3M PELTORのOptime 105は、NRR(騒音低減率)30dBという遮音性能を持つ本格的なイヤーマフです。音楽も、ノイキャンも不要。物理的に耳を覆って音を遮断する、最もシンプルで確実な方法です。

ノイキャンヘッドホンとの最大の違いは「電池も接続も不要」という点です。つけた瞬間から、外の世界がほぼ無音になります。工事の低音振動もかなり抑えられるため、周波数によって抜けてくる音にノイキャンが悩まされるような状況でも効果を発揮します。

長時間つけていても耳への圧迫が少ない設計で、作業の深さが必要な午前中のコーディングタイムに特に重宝します。「集中したいときはこれ」と決めてしまうことで、着脱が集中スイッチの合図になる点も地味に効果的です。

ただし、当然ですが音楽は聴けません。完全な無音環境で作業できる人向けのツールです。着けたまま席を立つと周囲の声が全く聞こえないので、宅配の応答などを逃しやすい点は注意してください。

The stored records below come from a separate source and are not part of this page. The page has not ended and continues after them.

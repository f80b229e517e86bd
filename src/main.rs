// src/main.rs
use clap::Parser;
use nerdminer_sim::stats::ReportFormat;
use nerdminer_sim::utils::init_verbose_logging;
use nerdminer_sim::{self, *};
use std::time::Duration;
use tokio::runtime::Runtime;
use tokio_util::sync::CancellationToken;

/// Main entry point for the simulator
///
/// # Returns
/// - `Ok(())` on successful execution
/// - `Err(MinerError)` if any operation fails
fn main() -> Result<(), MinerError> {
    let cli = cli::Commands::parse();

    match cli.action {
        cli::Action::Run(opts) => run_simulation(opts),
        cli::Action::Config(opts) => generate_config(opts),
    }
}

/// Runs the simulated device until Ctrl-C or the requested duration
///
/// # Operations
/// 1. Initializes logging
/// 2. Loads configuration and applies CLI overrides
/// 3. Loads network data once, then starts the engine
/// 4. Reports snapshots until shutdown, then stops the engine
fn run_simulation(opts: cli::RunOptions) -> Result<(), MinerError> {
    if opts.verbose {
        init_verbose_logging();
    } else {
        init_logging();
    }

    let mut config = config::load_or_default(&opts.config)?;
    if let Some(workers) = opts.workers {
        config.simulation.workers = workers;
    }
    config.validate()?;

    let format = if opts.json {
        ReportFormat::Json
    } else {
        ReportFormat::Log
    };
    let report_interval = Duration::from_secs(opts.report_interval.max(1));

    let rt = Runtime::new()?;
    rt.block_on(async move {
        let engine = Engine::new(config)?;
        if !engine.refresh_network().await {
            log::warn!("Initial network data unavailable, will retry in the background");
        }
        engine.start();

        let shutdown = CancellationToken::new();
        let reporter = StatsReporter::new(engine.clone(), report_interval, format);
        let reporting = {
            let shutdown = shutdown.clone();
            tokio::spawn(async move { reporter.run(shutdown).await })
        };

        match opts.duration {
            Some(secs) => {
                tokio::select! {
                    _ = tokio::signal::ctrl_c() => {}
                    _ = tokio::time::sleep(Duration::from_secs(secs)) => {}
                }
            }
            None => tokio::signal::ctrl_c().await?,
        }

        shutdown.cancel();
        reporting.await??;
        engine.stop();

        let summary = engine.snapshot();
        log::info!(
            "Run finished: {} hashes, {} accepted, {} rejected, efficiency {}, uptime {}",
            summary.total_hashes,
            summary.accepted_shares,
            summary.rejected_shares,
            summary.efficiency,
            summary.uptime
        );
        Ok(())
    })
}

/// Writes the configuration template
///
/// # Arguments
/// * `opts` - Configuration generation options
fn generate_config(opts: cli::ConfigOptions) -> Result<(), MinerError> {
    std::fs::write(&opts.output, config::generate_template())?;
    println!("Configuration template written to {}", opts.output.display());
    Ok(())
}
// src/utils/mod.rs
//! Utilities module for common functionality
//!
//! This module contains shared utilities used throughout the simulator,
//! including error handling, logging infrastructure and value formatting.

/// Error types and handling utilities
///
/// Contains the [`MinerError`] enum for application-level failures and the
/// [`FetchError`] taxonomy used by the network fetcher.
pub mod error;

/// Logging configuration and utilities
///
/// Provides logging initialization and configuration for the application,
/// including formatting and output destinations.
pub mod logging;

/// Formatting helpers for uptime, efficiency, difficulty and hashrate
pub mod format;

// Re-export for easier access
pub use error::{FetchError, MinerError};
pub use logging::{init_logging, init_verbose_logging};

調整できるポイント: ヘッドバンドのアーチ部分を頭の大きさに合わせて調整することで、長時間使用時の側圧を最適化できます。

雑音をノイズで隠す発想が革命だった:LectroFan EVO

イヤーマフが「完全な無音」を目指すのに対して、ホワイトノイズマシンは「雑音を別の音で隠す」という逆転の発想のアイテムです。

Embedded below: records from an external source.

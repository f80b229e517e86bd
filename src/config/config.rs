// src/config/config.rs
use crate::{network::fetcher::NetworkConfig, utils::error::MinerError};
use serde::{Deserialize, Serialize};
use std::path::PathBuf;
use std::time::Duration;
use url::Url;

/// Main configuration structure for the simulator
///
/// Every section has defaults, so an empty file (or no file at all) yields
/// the stock two-worker simulation against the public data sources.
#[derive(Debug, Clone, Default, PartialEq, Serialize, Deserialize)]
pub struct Config {
    /// Synthetic mining activity
    #[serde(default)]
    pub simulation: SimulationConfig,

    /// External price and blockchain data sources
    #[serde(default)]
    pub network: NetworkConfig,

    /// Cosmetic labels shown by dashboards
    #[serde(default)]
    pub display: DisplayConfig,
}

/// Tunables of the hashing simulation
///
/// None of these carry real mining meaning; they only shape how busy the
/// fake device looks.
#[derive(Debug, Clone, PartialEq, Serialize, Deserialize)]
pub struct SimulationConfig {
    /// Number of concurrent hash workers
    #[serde(default = "default_workers")]
    pub workers: usize,

    /// Delay between two hashes of the same worker, in milliseconds
    #[serde(default = "default_hash_interval_ms")]
    pub hash_interval_ms: u64,

    /// Length of one hash-rate window, in milliseconds
    #[serde(default = "default_stats_interval_ms")]
    pub stats_interval_ms: u64,

    /// Chance that a single hash yields a share
    #[serde(default = "default_share_probability")]
    pub share_probability: f64,

    /// Chance that a found share is counted as rejected
    #[serde(default)]
    pub reject_ratio: f64,
}

/// Labels carried into every snapshot
#[derive(Debug, Clone, PartialEq, Serialize, Deserialize)]
pub struct DisplayConfig {
    /// Pool label, purely cosmetic
    #[serde(default = "default_pool")]
    pub pool: String,

    /// Worker label, purely cosmetic
    #[serde(default = "default_worker")]
    pub worker: String,
}

fn default_workers() -> usize {
    2
}

fn default_hash_interval_ms() -> u64 {
    1
}

fn default_stats_interval_ms() -> u64 {
    1000
}

fn default_share_probability() -> f64 {
    0.001
}

fn default_pool() -> String {
    "nerdminer.com:3333".into()
}

fn default_worker() -> String {
    "nerdminer-sim".into()
}

impl Default for SimulationConfig {
    fn default() -> Self {
        SimulationConfig {
            workers: default_workers(),
            hash_interval_ms: default_hash_interval_ms(),
            stats_interval_ms: default_stats_interval_ms(),
            share_probability: default_share_probability(),
            reject_ratio: 0.0,
        }
    }
}

impl SimulationConfig {
    /// Delay between two hashes of one worker
    pub fn hash_interval(&self) -> Duration {
        Duration::from_millis(self.hash_interval_ms)
    }

    /// Length of one hash-rate window
    pub fn stats_interval(&self) -> Duration {
        Duration::from_millis(self.stats_interval_ms)
    }
}

impl Default for DisplayConfig {
    fn default() -> Self {
        DisplayConfig {
            pool: default_pool(),
            worker: default_worker(),
        }
    }
}

impl Config {
    /// Loads configuration from a file
    ///
    /// # Arguments
    /// * `path` - Path to the configuration file (TOML format)
    ///
    /// # Returns
    /// * `Ok(Config)` - Successfully loaded and validated configuration
    /// * `Err(MinerError)` - If file couldn't be read, parsed or validated
    pub fn load(path: impl Into<PathBuf>) -> Result<Self, MinerError> {
        let path = path.into();
        let config_str = std::fs::read_to_string(&path).map_err(|e| {
            MinerError::ConfigError(format!(
                "Failed to read config at {}: {}",
                path.display(),
                e
            ))
        })?;

        let config: Config = toml::from_str(&config_str)?;
        config.validate()?;
        Ok(config)
    }

    /// Checks value ranges that serde cannot express
    pub fn validate(&self) -> Result<(), MinerError> {
        let sim = &self.simulation;
        if sim.workers == 0 {
            return Err(MinerError::ConfigError(
                "simulation.workers must be at least 1".into(),
            ));
        }
        if sim.hash_interval_ms == 0 || sim.stats_interval_ms == 0 {
            return Err(MinerError::ConfigError(
                "simulation intervals must be non-zero".into(),
            ));
        }
        for (name, value) in [
            ("share_probability", sim.share_probability),
            ("reject_ratio", sim.reject_ratio),
        ] {
            if !(0.0..=1.0).contains(&value) {
                return Err(MinerError::ConfigError(format!(
                    "simulation.{} must be within [0, 1], got {}",
                    name, value
                )));
            }
        }

        let net = &self.network;
        if net.request_timeout_secs == 0 || net.request_timeout_secs > 30 {
            return Err(MinerError::ConfigError(format!(
                "network.request_timeout_secs must be within 1..=30, got {}",
                net.request_timeout_secs
            )));
        }
        if net.poll_interval_secs == 0 {
            return Err(MinerError::ConfigError(
                "network.poll_interval_secs must be non-zero".into(),
            ));
        }
        for url in [&net.price_url, &net.block_height_url, &net.difficulty_url] {
            Url::parse(url)
                .map_err(|e| MinerError::ConfigError(format!("Invalid URL '{}': {}", url, e)))?;
        }

        Ok(())
    }

    /// Generates a configuration template string
    ///
    /// # Returns
    /// String containing a commented TOML configuration with the defaults
    pub fn generate_template() -> String {
        let sim = SimulationConfig::default();
        let net = NetworkConfig::default();
        let display = DisplayConfig::default();

        let mut template = String::new();
        template.push_str("# NerdMiner simulator configuration\n\n");
        template.push_str("[simulation]\n");
        template.push_str("# Number of concurrent hash workers\n");
        template.push_str(&format!("workers = {}\n", sim.workers));
        template.push_str("# Delay between hashes of one worker (ms)\n");
        template.push_str(&format!("hash_interval_ms = {}\n", sim.hash_interval_ms));
        template.push_str("# Hash-rate window length (ms)\n");
        template.push_str(&format!("stats_interval_ms = {}\n", sim.stats_interval_ms));
        template.push_str("# Chance per hash of finding a share\n");
        template.push_str(&format!("share_probability = {}\n", sim.share_probability));
        template.push_str("# Chance a found share is rejected\n");
        template.push_str(&format!("reject_ratio = {:.1}\n\n", sim.reject_ratio));

        template.push_str("[network]\n");
        template.push_str(&format!("price_url = \"{}\"\n", net.price_url));
        template.push_str(&format!("block_height_url = \"{}\"\n", net.block_height_url));
        template.push_str(&format!("difficulty_url = \"{}\"\n", net.difficulty_url));
        template.push_str("# Minimum seconds between two successful refreshes\n");
        template.push_str(&format!("refresh_interval_secs = {}\n", net.refresh_interval_secs));
        template.push_str("# How often the refresh task checks the gate\n");
        template.push_str(&format!("poll_interval_secs = {}\n", net.poll_interval_secs));
        template.push_str("# Per-request timeout (1-30 s)\n");
        template.push_str(&format!("request_timeout_secs = {}\n\n", net.request_timeout_secs));

        template.push_str("[display]\n");
        template.push_str(&format!("pool = \"{}\"\n", display.pool));
        template.push_str(&format!("worker = \"{}\"\n", display.worker));

        template
    }
}

#[cfg(test)]
mod tests {
    use super::*;

    #[test]
    fn empty_document_uses_defaults() {
        let config: Config = toml::from_str("").unwrap();
        assert_eq!(config, Config::default());
        assert_eq!(config.simulation.workers, 2);
        assert_eq!(config.simulation.share_probability, 0.001);
        assert_eq!(config.network.refresh_interval_secs, 60);
        config.validate().unwrap();
    }

    #[test]
    fn template_round_trips_to_defaults() {
        let config: Config = toml::from_str(&Config::generate_template()).unwrap();
        assert_eq!(config, Config::default());
    }

    #[test]
    fn partial_sections_keep_other_defaults() {
        let config: Config = toml::from_str(
            "[simulation]\nworkers = 4\n\n[display]\nworker = \"desk\"\n",
        )
        .unwrap();
        assert_eq!(config.simulation.workers, 4);
        assert_eq!(config.simulation.hash_interval_ms, 1);
        assert_eq!(config.display.worker, "desk");
        assert_eq!(config.display.pool, "nerdminer.com:3333");
    }

    #[test]
    fn validate_rejects_out_of_range_values() {
        let mut config = Config::default();
        config.simulation.share_probability = 1.5;
        assert!(matches!(config.validate(), Err(MinerError::ConfigError(_))));

        let mut config = Config::default();
        config.simulation.workers = 0;
        assert!(config.validate().is_err());

        let mut config = Config::default();
        config.network.request_timeout_secs = 90;
        assert!(config.validate().is_err());

        let mut config = Config::default();
        config.network.price_url = "not a url".into();
        assert!(config.validate().is_err());
    }

    #[test]
    fn load_reports_missing_file() {
        let err = Config::load("/definitely/not/here.toml").unwrap_err();
        assert!(err.to_string().contains("Failed to read config"));
    }
}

LectroFan EVOは、ホワイトノイズ・ブラウンノイズ・ピンクノイズ、ファン音など22種類のサウンドを搭載したマシンです。これを部屋の端や机の近くに置いておくだけで、周囲の断片的な声や物音が「ノイズの海」に溶け込んでいきます。

人間が「うるさい」と感じる音の多くは、突発性と変動性にあります。一定に流れる音はいつしか意識から消えますが、突然変化する音には反射的に注意が向いてしまう。ホワイトノイズマシンはその「変動」を均してくれる、耳の疲れないマスキングツールです。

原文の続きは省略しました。